There are nearly a dozen types of database. Some of the more commonly used categories of database include:
Hierarchical Databases
Developed in the 1960s, the hierarchical database looks similar to a family tree. A single object (the “parent”) has one or more objects beneath it (the “child”). No child can have more than one parent. In exchange for the rigid and complex navigation of the parent child structure, the hierarchical database offers high performance, as there’s easy access and a quick querying time. The Windows Registry is one example of this system.
Relational Databases
Relational databases are a system designed in the 1970s. This database commonly uses Structured Query Language (SQL) for operations like creating, reading, updating, and deleting (CRUD) data.
This database stores data in discrete tables, which can be joined together by fields known as foreign keys. For example, you might have a User table that contains data about your users, and join the users table to a Purchases table, which contains data about the purchases the users have made. MySQL, Microsoft SQL Server, and Oracle are examples.
Non-Relational Databases
Non-relational management systems are commonly referred to as NoSQL databases. This type of database matured due to increasingly complex modern web applications. These databases' varieties have proliferated over the last decade. Examples include MongoDB and Redis.
Object oriented databases
Object oriented databases store and manage objects on a database server's disk. Object oriented databases are unique because associations between objects can persist. This means that object oriented programming and the querying of data across complex relationships is fast and powerful. One example of an object oriented database is MongoDB Realm, where the query language constructs native objects through your chosen SDK. Object oriented programming is the most popular programming paradigm.
NoSQL
NoSQL is an umbrella term for any alternative system to traditional SQL databases. Sometimes, when we say NoSQL management systems, we mean any database that doesn't use a relational model. NoSQL databases use a data model that has a different structure than the rows and columns table structure used with RDBMS.

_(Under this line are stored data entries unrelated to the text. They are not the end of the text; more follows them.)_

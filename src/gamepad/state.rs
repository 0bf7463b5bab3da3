use serde::{Deserialize, Serialize};
use std::fmt::{self, Display};

use super::layout::LayoutShape;

/// Logical range declared for every 16 bit axis
pub const AXIS_MIN: i16 = -32767;
pub const AXIS_MAX: i16 = 32767;

/// Eight compass directions plus the released position.
///
/// The discriminants are the codes carried on the wire and in the report nibble.
/// `Centered` lies outside the descriptor's logical range (0..=7), which the
/// null-state flag turns into "no direction" on the host.
#[derive(Debug, Clone, Copy, PartialEq, Eq, Hash, Default, Serialize, Deserialize)]
#[repr(u8)]
pub enum HatDirection {
    Up = 0,
    UpRight = 1,
    Right = 2,
    DownRight = 3,
    Down = 4,
    DownLeft = 5,
    Left = 6,
    UpLeft = 7,
    #[default]
    Centered = 8,
}

impl HatDirection {
    pub fn code(self) -> u8 {
        self as u8
    }

    /// Narrows any integer to a direction; everything outside 0..=7 is centered.
    pub fn from_code(code: i64) -> Self {
        match code {
            0 => HatDirection::Up,
            1 => HatDirection::UpRight,
            2 => HatDirection::Right,
            3 => HatDirection::DownRight,
            4 => HatDirection::Down,
            5 => HatDirection::DownLeft,
            6 => HatDirection::Left,
            7 => HatDirection::UpLeft,
            _ => HatDirection::Centered,
        }
    }
}

impl Display for HatDirection {
    fn fmt(&self, f: &mut fmt::Formatter<'_>) -> fmt::Result {
        let name = match self {
            HatDirection::Up => "up",
            HatDirection::UpRight => "up-right",
            HatDirection::Right => "right",
            HatDirection::DownRight => "down-right",
            HatDirection::Down => "down",
            HatDirection::DownLeft => "down-left",
            HatDirection::Left => "left",
            HatDirection::UpLeft => "up-left",
            HatDirection::Centered => "centered",
        };
        write!(f, "{name}")
    }
}

/// Complete controller snapshot, sized by the layout it was created for.
///
/// Only the state engine hands out mutable access; everything else sees
/// read-only slices.
#[derive(Debug, Clone, PartialEq, Eq)]
pub struct GamepadState {
    buttons: Vec<bool>,
    hats: Vec<HatDirection>,
    axes: Vec<i16>,
    triggers: Vec<u8>,
}

impl GamepadState {
    /// All buttons released, hats centered, axes and triggers at zero
    pub fn new(shape: LayoutShape) -> Self {
        Self {
            buttons: vec![false; shape.buttons],
            hats: vec![HatDirection::Centered; shape.hats],
            axes: vec![0; shape.axes],
            triggers: vec![0; shape.triggers],
        }
    }

    pub fn buttons(&self) -> &[bool] {
        &self.buttons
    }

    pub fn hats(&self) -> &[HatDirection] {
        &self.hats
    }

    pub fn axes(&self) -> &[i16] {
        &self.axes
    }

    pub fn triggers(&self) -> &[u8] {
        &self.triggers
    }

    pub(crate) fn buttons_mut(&mut self) -> &mut [bool] {
        &mut self.buttons
    }

    pub(crate) fn hats_mut(&mut self) -> &mut [HatDirection] {
        &mut self.hats
    }

    pub(crate) fn axes_mut(&mut self) -> &mut [i16] {
        &mut self.axes
    }

    /// Button bits, bit i set iff button i is pressed. Buttons past 16 are ignored.
    pub fn button_bits(&self) -> u16 {
        self.buttons
            .iter()
            .take(16)
            .enumerate()
            .filter(|(_, pressed)| **pressed)
            .fold(0u16, |bits, (i, _)| bits | (1 << i))
    }
}

/// Saturates to the declared logical range -32767..=32767.
///
/// -32768 fits an `i16` but lies outside the range both descriptors declare,
/// so it is stored (and read back) as -32767.
pub fn narrow_axis(value: i64) -> i16 {
    value.clamp(AXIS_MIN as i64, AXIS_MAX as i64) as i16
}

NoSQL databases are different from each other. There are four kinds of this database:
document databases,
key-value stores,
column-oriented databases, and
Graph databases
Document databases
A document database stores data in JSON, BSON, or XML documents. Documents in the database can be nested. Particular elements can be indexed for faster querying.
You can access, store, and retrieve documents from your network in a form that is much closer to the data objects used in applications, which means less translation is required to use and access the data in an application. SQL data must often be assembled and disassembled when moving between applications, storage, or more than one network.
Document databases are popular with developers because they offer the flexibility to rework their document structures as needed to suit their applications. The flexibility of this database speeds development — data becomes like code and is under the control of developers. They can more easily access and use it. In SQL databases, intervention by database administrators may be required to change the structure of a database.
Document databases are usually implemented with a scale-out architecture, providing a path to the scalability of data volumes and traffic. Use cases include eCommerce platforms, trading platforms, and mobile app development.
Key-value stores
This is the simplest type of NoSQL database. Every element is stored as a key-value pair consisting of an attribute name ("key") and a value. This database is like an RDBMS with two columns: the attribute name (such as "state") and the value (such as "Alaska").
Use cases for NoSQL databases include shopping carts, user preferences, and user profiles.
Column-oriented databases
While an RDBMS stores data in rows and reads it row by row, column-oriented databases are organized as a set of columns. When you want to run analytics on a small number of columns in the network, you can read those columns directly without consuming memory with unwanted data. Columns are of the same type and benefit from more efficient compression, making reads even faster. A column-oriented database can aggregate the value of a given column (adding up sales for the year, for example). Use cases of a column-oriented database include analytics.
While column-oriented databases are great for analytics, the way they write data makes it difficult for them to be consistent as writes of all the columns in the column-oriented database require multiple write events on disk. Relational databases don't suffer from this problem as row data is written contiguously to disk.
Graph databases
A graph database focuses on the relationship between data elements. Each element is contained as a node. The connections between elements in the database are called links or relationships. Connections are first-class elements of the database, stored directly.
A graph database is optimized to capture and search the connections between elements, overcoming the overhead associated with JOINing several tables in SQL. Very few real-world business systems can survive solely on graph databases. As a result, graph databases are usually run alongside more traditional databases.
Use cases include fraud detection and social networks.
These databases are diverse in their data formats and applications. Furthermore, systems store data in different ways:
Data can be stored in a structured document, similar to JSON (JavaScript Object Notation). MongoDB is a popular document distributed database.
Data can be in a key-value format that maps a single attribute (key) to its value. Redis and Riak KV are examples. They’re typically used for simple one-to-one relationships, like associating users with preferences.
A graph datastore uses nodes to represent objects and edges to describe the relationship between them. Neo4j is one example.
These differ from RDBMS in that they can be schema-agnostic, allowing unstructured and semi-structured data in a network to be stored and processed.